Lepiej po prostu zapłacić,
Na deszczowy dzień gotowym być,
Niźli wspominać druciarza, gdy leje ci się na łeb.
Roześmiałem się i zaklaskałem. Prawdziwi wędrowni druciarze to rzadkie ptaki i zawsze z przyjemnością witam takiego. Matka mówiła mi, że przynoszą szczęście, a ojciec cenił ich za roznoszenie wieści. A ponieważ rozpaczliwie potrzebowałem kilku przedmiotów, spotkanie miałem za po trzykroć błogosławione.
– Hej, druciarzu! – powitał go Dedan, uśmiechając się. – Potrzeba mi miejsca przy ogniu i napitku. Jak daleko do najbliższej gospody?
Druciarz wskazał w stronę, z której nadszedł.
– Nie ma nawet dwudziestu minut. – Zerknął na Dedana. – Nie możesz mi jednak powiedzieć, że nie potrzebujesz niczego więcej – upomniał go. – Każdemu czegoś brakuje.
Dedan zaprzeczył uprzejmym ruchem głowy.
– Musisz mi wybaczyć, druciarzu. Moja sakiewka świeci pustkami.
– A co z tobą? – Druciarz obrzucił mnie spojrzeniem od stóp do głów. – Ty wyglądasz na chłopaka, który czegoś potrzebuje.
– Istotnie – przyznałem, a widząc, że inni spoglądają tęsknie przed siebie, skinąłem im ręką. – Idźcie – powiedziałem. – Dogonię was za kilka minut.
Kiedy odeszli, druciarz zatarł dłonie i uśmiechnął się.
– Dobra, czego potrzebujesz?
– Na początek nieco soli.
– I pojemnik na nią – powiedział i zaczął przetrząsać juki osła.
– Przydałby mi się także nóż, jeśli masz jakiś niezbyt drogi.
– Zwłaszcza jeśli zmierzasz na północ – rzekł bez wahania. – W tamtych stronach jest niebezpiecznie. Nie byłoby dobrze zostać bez noża.
– Miałeś jakieś kłopoty? – zapytałem z nadzieją, że wie coś, co pomoże znaleźć bandytów.

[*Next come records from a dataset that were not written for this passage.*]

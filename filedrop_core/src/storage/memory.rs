use std::collections::HashMap;

use async_trait::async_trait;
use bytes::Bytes;
use parking_lot::RwLock;

use super::traits::{ObjectStore, StorageError, StorageResult};

/// Process-local object store used for development and tests.
#[derive(Debug, Default)]
pub struct InMemoryObjectStore {
    buckets: RwLock<HashMap<String, HashMap<String, Bytes>>>,
}

impl InMemoryObjectStore {
    pub fn new() -> Self {
        Self::default()
    }
}

#[async_trait]
impl ObjectStore for InMemoryObjectStore {
    async fn put(&self, bucket: &str, name: &str, data: Bytes) -> StorageResult<()> {
        let mut buckets = self.buckets.write();
        buckets
            .entry(bucket.to_string())
            .or_default()
            .insert(name.to_string(), data);
        Ok(())
    }

    async fn get(&self, bucket: &str, name: &str) -> StorageResult<Bytes> {
        let buckets = self.buckets.read();
        buckets
            .get(bucket)
            .and_then(|objects| objects.get(name))
            .cloned()
            .ok_or_else(|| StorageError::NotFound(name.to_string()))
    }

    async fn list(&self, bucket: &str) -> StorageResult<Vec<String>> {
        let buckets = self.buckets.read();
        Ok(buckets
            .get(bucket)
            .map(|objects| objects.keys().cloned().collect())
            .unwrap_or_default())
    }

    fn backend_name(&self) -> &'static str {
        "memory"
    }
}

– Och, nie – odparł, kopiąc w bagażach. – Nie jest jeszcze tak źle, żeby komukolwiek przychodziło do głowy porywać się na druciarza. Ale i tak to nieprzyjemny odcinek drogi. – Znalazł długi, wąski nóż w skórzanej pochwie i wręczył mi go. – Ramstońska stal.
Wyjąłem nóż z pochwy i przyjrzałem mu się dokładnie. Rzeczywiście – ramstońska stal.
– Nie potrzebuję niczego tak wspaniałego – powiedziałem, oddając mu go. – Będę go używał do wszystkiego, głównie do jedzenia.
– Ramstońska stal jest bardzo dobra do codziennego użytku – odparł druciarz, wpychając nóż z powrotem w moje dłonie. – Możesz łupać nim drewno na rozpałkę, a potem się ogolić, jeśli chcesz. Nigdy nie traci ostrości.
– Mogę go poddać ciężkim próbom – sprecyzowałem. – A ramstońska stal jest krucha.
– To prawda – przyznał druciarz swobodnie. – Jak mawiał mój ojciec, „to najlepszy nóż, jaki możesz mieć, póki nie pęknie”. To samo można jednak powiedzieć o każdym nożu. A żeby być szczerym, to jedyny nóż, jaki mam.
Westchnąłem. Wiem, kiedy się zdziera ze mnie skórę.
– Krzesiwo i hubkę.
Trzymał je już w dłoni, zanim skończyłem mówić.
– Nie mogłem nie zauważyć, że masz palce poplamione inkaustem. – Wykonał gest w stronę moich dłoni. – Mam ze sobą trochę papieru dobrej jakości. Także pióro i atrament. Nie ma nic gorszego, jak wpaść na pomysł pieśni i nie mieć na czym go zapisać. – Wyciągnął skórzaną teczkę z papierem, piórami i kałamarzem.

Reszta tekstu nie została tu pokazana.